DIRECTIONS. In the records that follow, count the lines where the string "crate" appears, and give the count with nothing added.
-- EXERCISE MATERIAL follows --
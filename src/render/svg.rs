//! SVG output, one shape per dark module.

use std::fmt::Write;

use crate::options::{Color, GenerationOptions, ModuleDrawer};
use crate::qrcode::QrMatrix;

/// Returns a string of SVG code for an image depicting the given QR Code.
///
/// The document is sized to the full rendered pixel dimensions, starts with a background
/// rectangle and then emits one shape per dark module: a `rect` for square and rounded
/// modules (rounded ones get `rx`/`ry` of a quarter module), a `circle` for circle modules.
/// The string always uses Unix newlines (\n), regardless of the platform.
pub fn to_svg_string(qr: &QrMatrix, opts: &GenerationOptions) -> String {
    let size = i64::from(opts.size);
    let border = i64::from(opts.border);
    let total = (i64::from(qr.size()) + 2 * border).saturating_mul(size);
    let fill = paint(opts.foreground_color);

    let mut result = String::new();
    result += "<?xml version=\"1.0\" encoding=\"UTF-8\"?>\n";
    let _ = writeln!(
        result,
        "<svg xmlns=\"http://www.w3.org/2000/svg\" width=\"{0}\" height=\"{0}\" viewBox=\"0 0 {0} {0}\">",
        total
    );
    let _ = writeln!(
        result,
        "<rect width=\"{0}\" height=\"{0}\" {1}/>",
        total,
        paint(opts.background_color)
    );

    for y in 0..qr.size() {
        for x in 0..qr.size() {
            if !qr.get_module(x, y) {
                continue;
            }
            let px = (i64::from(x) + border) * size;
            let py = (i64::from(y) + border) * size;
            let _ = match opts.module_drawer {
                ModuleDrawer::Circle => {
                    let radius = f64::from(opts.size) / 2.0;
                    writeln!(
                        result,
                        "<circle cx=\"{}\" cy=\"{}\" r=\"{}\" {}/>",
                        px as f64 + radius,
                        py as f64 + radius,
                        radius,
                        fill
                    )
                }
                ModuleDrawer::Rounded => {
                    let corner = size / 4;
                    writeln!(
                        result,
                        "<rect x=\"{}\" y=\"{}\" width=\"{3}\" height=\"{3}\" rx=\"{2}\" ry=\"{2}\" {4}/>",
                        px, py, corner, size, fill
                    )
                }
                ModuleDrawer::Square => {
                    writeln!(
                        result,
                        "<rect x=\"{}\" y=\"{}\" width=\"{2}\" height=\"{2}\" {3}/>",
                        px, py, size, fill
                    )
                }
            };
        }
    }
    result += "</svg>\n";
    result
}

fn paint(color: Color) -> String {
    let hex = format!("#{:02X}{:02X}{:02X}", color.r, color.g, color.b);
    if color.is_opaque() {
        format!("fill=\"{}\"", hex)
    } else {
        format!("fill=\"{}\" fill-opacity=\"{:.3}\"", hex, f64::from(color.a) / 255.0)
    }
}

#[cfg(test)]
mod tests {
    use super::*;
    use crate::qrcode::QrCodeEcc;

    fn matrix() -> QrMatrix {
        QrMatrix::encode_text("HELLO WORLD", QrCodeEcc::Low).unwrap()
    }

    #[test]
    fn test_to_svg_string() {
        let svg = to_svg_string(&matrix(), &GenerationOptions::default());
        assert!(svg.starts_with("<?xml version=\"1.0\" encoding=\"UTF-8\"?>"));
        assert!(svg.contains("width=\"290\" height=\"290\" viewBox=\"0 0 290 290\""));
        assert!(svg.contains("<rect width=\"290\" height=\"290\" fill=\"#FFFFFF\"/>"));
        // Top-left finder module at the quiet-zone offset
        assert!(svg.contains("<rect x=\"40\" y=\"40\" width=\"10\" height=\"10\" fill=\"#000000\"/>"));
        assert!(svg.trim_end().ends_with("</svg>"));
    }

    #[test]
    fn test_one_shape_per_dark_module() {
        let qr = matrix();
        let svg = to_svg_string(&qr, &GenerationOptions::default());
        // Every rect except the background carries an x attribute
        assert_eq!(svg.matches("<rect x=").count(), qr.dark_count());
    }

    #[test]
    fn test_rounded_and_circle_shapes() {
        let opts = GenerationOptions {
            size: 8,
            border: 0,
            module_drawer: ModuleDrawer::Rounded,
            ..GenerationOptions::default()
        };
        let svg = to_svg_string(&matrix(), &opts);
        assert!(svg.contains("<rect x=\"0\" y=\"0\" width=\"8\" height=\"8\" rx=\"2\" ry=\"2\" fill=\"#000000\"/>"));

        let opts = GenerationOptions { module_drawer: ModuleDrawer::Circle, ..opts };
        let svg = to_svg_string(&matrix(), &opts);
        assert!(svg.contains("<circle cx=\"4\" cy=\"4\" r=\"4\" fill=\"#000000\"/>"));
        assert!(!svg.contains("<rect x="));
    }

    #[test]
    fn test_circle_radius_at_small_and_odd_sizes() {
        let opts = GenerationOptions {
            size: 1,
            border: 0,
            module_drawer: ModuleDrawer::Circle,
            ..GenerationOptions::default()
        };
        let svg = to_svg_string(&matrix(), &opts);
        assert!(svg.contains("<circle cx=\"0.5\" cy=\"0.5\" r=\"0.5\" fill=\"#000000\"/>"));
        assert!(!svg.contains("r=\"0\""));

        let opts = GenerationOptions { size: 5, border: 1, ..opts };
        let svg = to_svg_string(&matrix(), &opts);
        assert!(svg.contains("<circle cx=\"7.5\" cy=\"7.5\" r=\"2.5\" fill=\"#000000\"/>"));
    }

    #[test]
    fn test_translucent_fill() {
        let opts = GenerationOptions {
            background_color: Color::TRANSPARENT,
            ..GenerationOptions::default()
        };
        let svg = to_svg_string(&matrix(), &opts);
        assert!(svg.contains("fill=\"#000000\" fill-opacity=\"0.000\"/>"));
    }
}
-- EXERCISE MATERIAL concluded --
SOLUTION. 3